Haemoglobin, haematocrit, erythrocyte counts, MCV and platelet counts tended to be lower in our study than in other studies conducted among old people in high income countries [13, 14, 24, 25]. Possible explanations for these differences could be both genetic and environmental differences between Blacks and the differences in nutritional status between old whites and old blacks.

Females 65 years and older had higher platelet counts than men. Other studies have also reported these gender differences in platelet counts [4, 36].

Although we tried to exclude old people with known illnesses associated with low haemoglobin and other haematology parameters, old people who were included in this study could have had some subclinical-illnesses which we were not able to diagnose. We did not exclude smokers from our analysis even if smoking is known to elevate the total white blood cell count and neutrophils [41]. This may have not had greater impact on our findings since a small proportion of older people within the GPC smoke, especially the men. Old people in our study did not undergo fasting prior to phlebotomy. This may have affected some of the parameters. Since we bled participants between 8.30 a.m. in the morning and 2.30 p.m. in the afternoon, it was not feasible for old people to undergo fasting prior to phlebotomy.

From this study, it is clear that the haematology reference ranges based on those from high income countries commonly applied to old people in Uganda may not be appropriate for them. In addition, the haematology reference ranges for old people in our study had differences with the haematology reference ranges derived from old people from high income countries. Using appropriate haematology reference ranges for old people in Uganda will prevent the repetition and additional laboratory and clinical procedures that may be performed to old people once their haematology results do not fall under the commonly used reference ranges. In addition, it will also reduce on misclassifying old people participating in clinical trials or any other epidemiological studies as having adverse haematology abnormalities.

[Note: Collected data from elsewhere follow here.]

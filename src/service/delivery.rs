//! Delivery orchestration over an ordered provider chain
//!
//! The chain is fixed at construction: providers are injected in priority
//! order and tried one at a time until the first success. A provider is
//! attempted at most once per delivery; there is no retry and no backoff,
//! because a retried ambiguous failure could deliver the same mail twice.

use crate::config::Config;
use crate::domain::{DeliveryAttempt, DeliveryReport, EmailMessage};
use crate::email::{EmailProvider, EmailProviderError, ResendEmailProvider, SmtpEmailProvider};
use crate::error::{AppError, Result};
use std::time::Duration;
use tracing::{error, info, warn};

/// Email delivery service with ordered fallback
pub struct DeliveryService {
    providers: Vec<Box<dyn EmailProvider>>,
    attempt_timeout: Duration,
}

impl DeliveryService {
    /// Create a service over an explicit provider chain
    ///
    /// Providers are tried in the order given. An empty chain is a startup
    /// error, not a per-delivery failure.
    pub fn new(providers: Vec<Box<dyn EmailProvider>>, attempt_timeout: Duration) -> Result<Self> {
        if providers.is_empty() {
            return Err(AppError::Configuration(
                "no email providers configured".to_string(),
            ));
        }

        info!(
            providers = ?providers.iter().map(|p| p.provider_name()).collect::<Vec<_>>(),
            "Initialized delivery chain"
        );

        Ok(Self {
            providers,
            attempt_timeout,
        })
    }

    /// Assemble the chain from configuration
    ///
    /// Priority order is fixed: resend, then the primary SMTP relay, then
    /// the sandbox relay. Groups absent from the configuration are skipped
    /// with a single startup warning; a group that is present but unusable
    /// is a hard configuration error.
    pub fn from_config(config: &Config) -> Result<Self> {
        let mut providers: Vec<Box<dyn EmailProvider>> = Vec::new();

        match &config.resend {
            Some(resend) => {
                let provider = ResendEmailProvider::from_config(resend)
                    .map_err(|e| AppError::Configuration(e.to_string()))?;
                providers.push(Box::new(provider));
            }
            None => warn!("Resend provider not configured, skipping"),
        }

        match &config.smtp {
            Some(smtp) => {
                let provider = SmtpEmailProvider::from_config(smtp)
                    .map_err(|e| AppError::Configuration(e.to_string()))?;
                providers.push(Box::new(provider));
            }
            None => warn!("Primary SMTP provider not configured, skipping"),
        }

        match &config.sandbox {
            Some(sandbox) => {
                let provider = SmtpEmailProvider::from_sandbox_config(sandbox)
                    .map_err(|e| AppError::Configuration(e.to_string()))?;
                providers.push(Box::new(provider));
            }
            None => warn!("Sandbox SMTP provider not configured, skipping"),
        }

        Self::new(providers, config.attempt_timeout())
    }

    /// Provider names in priority order
    pub fn provider_names(&self) -> Vec<&'static str> {
        self.providers.iter().map(|p| p.provider_name()).collect()
    }

    /// Deliver a message through the chain
    ///
    /// Providers are invoked sequentially; the next one is contacted only
    /// after the previous attempt has fully resolved. Every attempt is
    /// bounded by the configured timeout, and every outcome is recorded on
    /// the report. Provider failures never surface as `Err`: only an
    /// invalid message does.
    pub async fn deliver(&self, message: &EmailMessage) -> Result<DeliveryReport> {
        if message.to.email.trim().is_empty() {
            return Err(AppError::Validation(
                "recipient address must not be empty".to_string(),
            ));
        }
        if message.subject.trim().is_empty() {
            return Err(AppError::Validation(
                "subject must not be empty".to_string(),
            ));
        }

        let recipient = mask_email(&message.to.email);
        let mut attempts = Vec::with_capacity(self.providers.len());

        for provider in &self.providers {
            let name = provider.provider_name();
            info!(provider = name, to = %recipient, "Attempting delivery");

            let outcome = match tokio::time::timeout(self.attempt_timeout, provider.send(message))
                .await
            {
                Ok(result) => result,
                Err(_) => Err(EmailProviderError::Timeout(self.attempt_timeout.as_secs())),
            };

            match outcome {
                Ok(receipt) => {
                    info!(
                        provider = name,
                        message_id = receipt.message_id.as_deref().unwrap_or("-"),
                        to = %recipient,
                        "Delivery succeeded"
                    );
                    attempts.push(DeliveryAttempt::succeeded(name, receipt.message_id));
                    // Fallback short-circuit: remaining providers are never invoked
                    return Ok(DeliveryReport::from_attempts(attempts));
                }
                Err(e) => {
                    warn!(provider = name, error = %e, "Delivery attempt failed");
                    attempts.push(DeliveryAttempt::failed(name, e.to_string()));
                }
            }
        }

        error!(
            to = %recipient,
            attempts = attempts.len(),
            "All providers exhausted, delivery failed"
        );
        Ok(DeliveryReport::from_attempts(attempts))
    }
}

/// Mask an email address for log output ("user@example.com" -> "us***@example.com")
fn mask_email(email: &str) -> String {
    match email.split_once('@') {
        // Counted in chars, not bytes: local parts may hold multibyte
        // characters and slicing those at a byte offset panics.
        Some((local, domain)) if local.chars().count() > 2 => {
            let visible: String = local.chars().take(2).collect();
            format!("{}***@{}", visible, domain)
        }
        Some((_, domain)) => format!("***@{}", domain),
        None => "***".to_string(),
    }
}
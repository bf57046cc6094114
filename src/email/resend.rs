//! Resend transactional email provider
//!
//! Sends through the Resend HTTPS JSON API. The base URL is taken from
//! configuration so tests can point the provider at a local server.

use super::provider::{validate_message, EmailProvider, EmailProviderError, SendReceipt};
use crate::domain::{EmailMessage, ResendConfig};
use async_trait::async_trait;
use reqwest::StatusCode;
use serde::{Deserialize, Serialize};

#[derive(Serialize)]
struct SendEmailRequest<'a> {
    from: String,
    to: Vec<String>,
    subject: &'a str,
    html: &'a str,
    text: &'a str,
}

#[derive(Deserialize)]
struct SendEmailResponse {
    id: Option<String>,
}

#[derive(Deserialize)]
struct ApiErrorResponse {
    message: Option<String>,
}

/// Resend API email provider
pub struct ResendEmailProvider {
    client: reqwest::Client,
    api_key: String,
    from_email: String,
    from_name: Option<String>,
    base_url: String,
}

impl ResendEmailProvider {
    /// Create a new Resend provider from configuration
    pub fn from_config(config: &ResendConfig) -> Result<Self, EmailProviderError> {
        if config.api_key.trim().is_empty() {
            return Err(EmailProviderError::NotConfigured(
                "RESEND_API_KEY is empty".to_string(),
            ));
        }

        Ok(Self {
            client: reqwest::Client::new(),
            api_key: config.api_key.clone(),
            from_email: config.from_email.clone(),
            from_name: config.from_name.clone(),
            base_url: config.base_url.trim_end_matches('/').to_string(),
        })
    }

    fn build_from_address(&self) -> String {
        match &self.from_name {
            Some(name) => format!("{} <{}>", name, self.from_email),
            None => self.from_email.clone(),
        }
    }

    async fn classify_error_response(response: reqwest::Response) -> EmailProviderError {
        let status = response.status();
        let detail = response
            .json::<ApiErrorResponse>()
            .await
            .ok()
            .and_then(|body| body.message)
            .unwrap_or_else(|| status.to_string());

        match status {
            StatusCode::UNAUTHORIZED | StatusCode::FORBIDDEN => {
                EmailProviderError::AuthenticationFailed(detail)
            }
            StatusCode::TOO_MANY_REQUESTS => {
                EmailProviderError::Rejected(format!("rate limited: {}", detail))
            }
            s if s.is_client_error() => EmailProviderError::Rejected(detail),
            _ => EmailProviderError::SendFailed(detail),
        }
    }
}

#[async_trait]
impl EmailProvider for ResendEmailProvider {
    async fn send(&self, message: &EmailMessage) -> Result<SendReceipt, EmailProviderError> {
        validate_message(message)?;

        // Config check precedes any network I/O
        if self.api_key.trim().is_empty() {
            return Err(EmailProviderError::NotConfigured(
                "RESEND_API_KEY is empty".to_string(),
            ));
        }

        let payload = SendEmailRequest {
            from: self.build_from_address(),
            to: vec![message.to.to_mailbox_string()],
            subject: &message.subject,
            html: message.html_or_text(),
            text: &message.text_body,
        };

        let response = self
            .client
            .post(format!("{}/emails", self.base_url))
            .bearer_auth(&self.api_key)
            .json(&payload)
            .send()
            .await
            .map_err(|e| {
                if e.is_timeout() || e.is_connect() {
                    EmailProviderError::ConnectionError(e.to_string())
                } else {
                    EmailProviderError::SendFailed(e.to_string())
                }
            })?;

        if !response.status().is_success() {
            return Err(Self::classify_error_response(response).await);
        }

        let body: SendEmailResponse = response
            .json()
            .await
            .map_err(|e| EmailProviderError::SendFailed(format!("Malformed response: {}", e)))?;

        Ok(SendReceipt::new(body.id))
    }

    fn provider_name(&self) -> &'static str {
        "resend"
    }
}

#[cfg(test)]
mod tests {
    use super::*;
    use crate::domain::EmailAddress;
    use wiremock::matchers::{bearer_token, body_partial_json, method, path};
    use wiremock::{Mock, MockServer, ResponseTemplate};

    fn test_config(base_url: &str) -> ResendConfig {
        ResendConfig {
            api_key: "re_test_key".to_string(),
            from_email: "noreply@example.com".to_string(),
            from_name: Some("Portal".to_string()),
            base_url: base_url.to_string(),
        }
    }

    fn test_message() -> EmailMessage {
        EmailMessage::new(
            EmailAddress::new("user@example.com"),
            "Verify your email",
            "Your code is 123456",
        )
    }

    #[test]
    fn test_from_config_rejects_empty_api_key() {
        let config = ResendConfig {
            api_key: "  ".to_string(),
            ..test_config("https://api.resend.com")
        };
        let result = ResendEmailProvider::from_config(&config);
        assert!(matches!(result, Err(EmailProviderError::NotConfigured(_))));
    }

    #[test]
    fn test_build_from_address() {
        let provider =
            ResendEmailProvider::from_config(&test_config("https://api.resend.com")).unwrap();
        assert_eq!(
            provider.build_from_address(),
            "Portal <noreply@example.com>"
        );
    }

    #[tokio::test]
    async fn test_send_success() {
        let server = MockServer::start().await;

        Mock::given(method("POST"))
            .and(path("/emails"))
            .and(bearer_token("re_test_key"))
            .and(body_partial_json(serde_json::json!({
                "from": "Portal <noreply@example.com>",
                "to": ["user@example.com"],
                "subject": "Verify your email",
            })))
            .respond_with(
                ResponseTemplate::new(200).set_body_json(serde_json::json!({"id": "msg-abc"})),
            )
            .expect(1)
            .mount(&server)
            .await;

        let provider = ResendEmailProvider::from_config(&test_config(&server.uri())).unwrap();
        let receipt = provider.send(&test_message()).await.unwrap();
        assert_eq!(receipt.message_id.as_deref(), Some("msg-abc"));
    }

    #[tokio::test]
    async fn test_send_authentication_failure() {
        let server = MockServer::start().await;

        Mock::given(method("POST"))
            .and(path("/emails"))
            .respond_with(ResponseTemplate::new(401).set_body_json(serde_json::json!({
                "statusCode": 401,
                "message": "API key is invalid",
            })))
            .mount(&server)
            .await;

        let provider = ResendEmailProvider::from_config(&test_config(&server.uri())).unwrap();
        let err = provider.send(&test_message()).await.unwrap_err();
        match err {
            EmailProviderError::AuthenticationFailed(msg) => {
                assert!(msg.contains("API key is invalid"));
            }
            other => panic!("Expected AuthenticationFailed, got {:?}", other),
        }
    }

    #[tokio::test]
    async fn test_send_provider_rejection() {
        let server = MockServer::start().await;

        Mock::given(method("POST"))
            .and(path("/emails"))
            .respond_with(ResponseTemplate::new(422).set_body_json(serde_json::json!({
                "statusCode": 422,
                "message": "The from domain is not verified",
            })))
            .mount(&server)
            .await;

        let provider = ResendEmailProvider::from_config(&test_config(&server.uri())).unwrap();
        let err = provider.send(&test_message()).await.unwrap_err();
        assert!(matches!(err, EmailProviderError::Rejected(_)));
    }

    #[tokio::test]
    async fn test_send_server_error() {
        let server = MockServer::start().await;

        Mock::given(method("POST"))
            .and(path("/emails"))
            .respond_with(ResponseTemplate::new(500))
            .mount(&server)
            .await;

        let provider = ResendEmailProvider::from_config(&test_config(&server.uri())).unwrap();
        let err = provider.send(&test_message()).await.unwrap_err();
        assert!(matches!(err, EmailProviderError::SendFailed(_)));
    }

    #[tokio::test]
    async fn test_missing_api_key_makes_no_network_call() {
        let server = MockServer::start().await;

        // Zero requests expected: the config check must run first
        Mock::given(method("POST"))
            .and(path("/emails"))
            .respond_with(ResponseTemplate::new(200))
            .expect(0)
            .mount(&server)
            .await;

        let provider = ResendEmailProvider {
            client: reqwest::Client::new(),
            api_key: String::new(),
            from_email: "noreply@example.com".to_string(),
            from_name: None,
            base_url: server.uri(),
        };

        let err = provider.send(&test_message()).await.unwrap_err();
        assert!(matches!(err, EmailProviderError::NotConfigured(_)));
    }

    #[tokio::test]
    async fn test_send_validates_message_first() {
        let server = MockServer::start().await;

        Mock::given(method("POST"))
            .respond_with(ResponseTemplate::new(200))
            .expect(0)
            .mount(&server)
            .await;

        let provider = ResendEmailProvider::from_config(&test_config(&server.uri())).unwrap();
        let message = EmailMessage::new(EmailAddress::new(""), "Subject", "body");
        let err = provider.send(&message).await.unwrap_err();
        assert!(matches!(err, EmailProviderError::InvalidMessage(_)));
    }
}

In conclusion, although we have described the haematology reference ranges for old people using a sample derived from a general population, there is also need for more population based studies using nationwide surveys to be carried out among old people in other study settings in Uganda and the rest of Africa to explore the differences in haematology reference values between those aged below and above 65 years of age, with a view of establishing whether there is need to have separate reference values for these different categories of old people.